If a #6kg# object moving at #4 m/s# slows down to a halt after moving 12 m, what is the friction coefficient of the surface that the object was moving over?

1 Answer
Jan 30, 2016

Answer:

#mu_s~~6.5#

Explanation:

Given that the object was moving over a friction surface at a speed of #4ms^-1# initially and finally came to rest after travelling a distance of #12m#.

First we need to find the de-acceleration the object suffered. We'll use the third kinematic equation to solve this.
So, #v^2-v_o^2=2ax#
#x=12m#, #v_o=4ms^-1#, #v=0ms^-1#
So, #0^2-4^2=2a*12\implies-cancel{16}^2=cancel{24}^3a\impliesa=-2/3ms^-2#
The negative sign makes sense, since the object is decelerating.
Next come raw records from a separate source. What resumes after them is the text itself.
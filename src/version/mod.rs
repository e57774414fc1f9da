//! Version handling for stateguard
//!
//! - `SemanticVersion`: parsing and ordering of `major.minor.patch` strings
//! - `VersionManager`: the version marker and the compatibility decision
//!
//! Two versions are compatible when they match exactly or share the same
//! major and minor. Anything else either migrates (stored version between
//! the configured floor and the running version) or is rejected.

mod manager;
mod semver;

pub use manager::{
    CompatibilityAction, CompatibilityResult, CompatibilityStatus, VersionManager,
};
pub use semver::SemanticVersion;
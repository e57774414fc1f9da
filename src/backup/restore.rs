//! Backup restoration for stateguard
//!
//! Replaces the current state directory with the copy held in a backup.
//! Not transactional: the old state is removed before the backup is copied
//! in, so a crash in between leaves only the backup itself.

use std::fs;
use std::path::Path;

use tracing::{info, warn};

use super::manager::{BackupManager, METADATA_FILE};
use crate::error::{GuardError, GuardResult};
use crate::storage::{copy_tree, remove_tree};

impl BackupManager {
    /// Restore the state directory from a backup
    ///
    /// Accepts the standard layout (state directory copied under its own
    /// name) and the flat layout (state tree directly in the backup root).
    pub fn restore_backup(&self, backup_path: &Path) -> GuardResult<()> {
        if !backup_path.is_dir() {
            return Err(GuardError::backup_not_found(
                backup_path.display().to_string(),
            ));
        }

        let state_dir = self.paths.state_dir();
        let nested = backup_path.join(self.paths.state_dir_name());
        let flat = !nested.is_dir();
        let source = if flat { backup_path } else { nested.as_path() };

        remove_tree(&state_dir)?;
        copy_tree(source, &state_dir)?;

        if flat {
            let sidecar = state_dir.join(METADATA_FILE);
            if sidecar.exists() {
                if let Err(e) = fs::remove_file(&sidecar) {
                    warn!(path = %sidecar.display(), error = %e, "failed to drop copied sidecar");
                }
            }
        }

        info!(
            backup = %backup_path.display(),
            state_dir = %state_dir.display(),
            "restored state directory from backup"
        );
        Ok(())
    }
}

#[cfg(test)]
mod tests {
    use super::*;
    use crate::config::paths::ProjectPaths;
    use crate::config::settings::Settings;
    use tempfile::TempDir;

    fn create_test_env() -> (BackupManager, ProjectPaths, TempDir) {
        let temp_dir = TempDir::new().unwrap();
        let paths = ProjectPaths::with_project_dir(temp_dir.path());
        fs::create_dir_all(paths.state_dir().join("agents")).unwrap();
        fs::write(paths.version_file(), "1.0.0").unwrap();
        fs::write(paths.state_dir().join("agents").join("planner.md"), "# planner").unwrap();

        let manager = BackupManager::new(paths.clone(), &Settings::default());
        (manager, paths, temp_dir)
    }

    #[test]
    fn test_restore_reconstructs_state() {
        let (manager, paths, _temp) = create_test_env();
        let backup = manager.create_backup("manual").unwrap();

        fs::write(paths.version_file(), "9.9.9").unwrap();
        fs::write(paths.state_dir().join("stray.txt"), "new").unwrap();
        fs::remove_file(paths.state_dir().join("agents").join("planner.md")).unwrap();

        manager.restore_backup(&backup).unwrap();

        assert_eq!(fs::read_to_string(paths.version_file()).unwrap(), "1.0.0");
        assert!(paths.state_dir().join("agents").join("planner.md").exists());
        assert!(!paths.state_dir().join("stray.txt").exists());
        assert!(!paths.state_dir().join(METADATA_FILE).exists());
    }

    #[test]
    fn test_restore_when_state_dir_missing() {
        let (manager, paths, _temp) = create_test_env();
        let backup = manager.create_backup("manual").unwrap();

        fs::remove_dir_all(paths.state_dir()).unwrap();
        manager.restore_backup(&backup).unwrap();

        assert_eq!(fs::read_to_string(paths.version_file()).unwrap(), "1.0.0");
    }

    #[test]
    fn test_restore_flat_layout() {
        let (manager, paths, temp) = create_test_env();
        let flat = temp.path().join("old-backup");
        fs::create_dir_all(&flat).unwrap();
        fs::write(flat.join("version.txt"), "0.9.1").unwrap();
        fs::write(flat.join(METADATA_FILE), "{}").unwrap();

        manager.restore_backup(&flat).unwrap();

        assert_eq!(fs::read_to_string(paths.version_file()).unwrap(), "0.9.1");
        assert!(!paths.state_dir().join(METADATA_FILE).exists());
        assert!(!paths.state_dir().join("agents").exists());
    }

    #[cfg(unix)]
    #[test]
    fn test_backup_and_restore_linked_directory() {
        let (manager, paths, temp) = create_test_env();
        let shared = temp.path().join("shared-workflows");
        fs::create_dir_all(&shared).unwrap();
        fs::write(shared.join("build.yaml"), "name: build").unwrap();
        std::os::unix::fs::symlink(&shared, paths.state_dir().join("workflows")).unwrap();

        let backup = manager.create_backup("manual").unwrap();
        fs::remove_dir_all(&shared).unwrap();
        manager.restore_backup(&backup).unwrap();

        let workflows = paths.state_dir().join("workflows");
        assert!(fs::symlink_metadata(&workflows).unwrap().is_dir());
        assert_eq!(
            fs::read_to_string(workflows.join("build.yaml")).unwrap(),
            "name: build"
        );
        assert!(paths.state_dir().join("agents").join("planner.md").exists());
    }

    #[test]
    fn test_restore_missing_backup_fails_without_touching_state() {
        let (manager, paths, temp) = create_test_env();

        let err = manager
            .restore_backup(&temp.path().join("nope"))
            .unwrap_err();

        assert!(err.is_not_found());
        assert_eq!(fs::read_to_string(paths.version_file()).unwrap(), "1.0.0");
    }
}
Now, we know that the object is moving over the friction surface is being acted upon by a frictional force that is proportional to the force the object acts on the surface of friction.
i.e #F_f=\mu_sN=\mu_smg#
We also know that this force is the same force that causes the de-acceleration on the object. So, that means #F_f=ma#

Equating the two, we get #\cancel{m}a=\mu_scancel{m}g#
So, #2/3=\mu_sg# (we ignored the negative sign because both forces here were acting in the same direction, while in the case of the kinematic equation it was negative because velocity and acceleration of the object were in opposite sides).

So substituting the values you'll see what #\mu_s# is.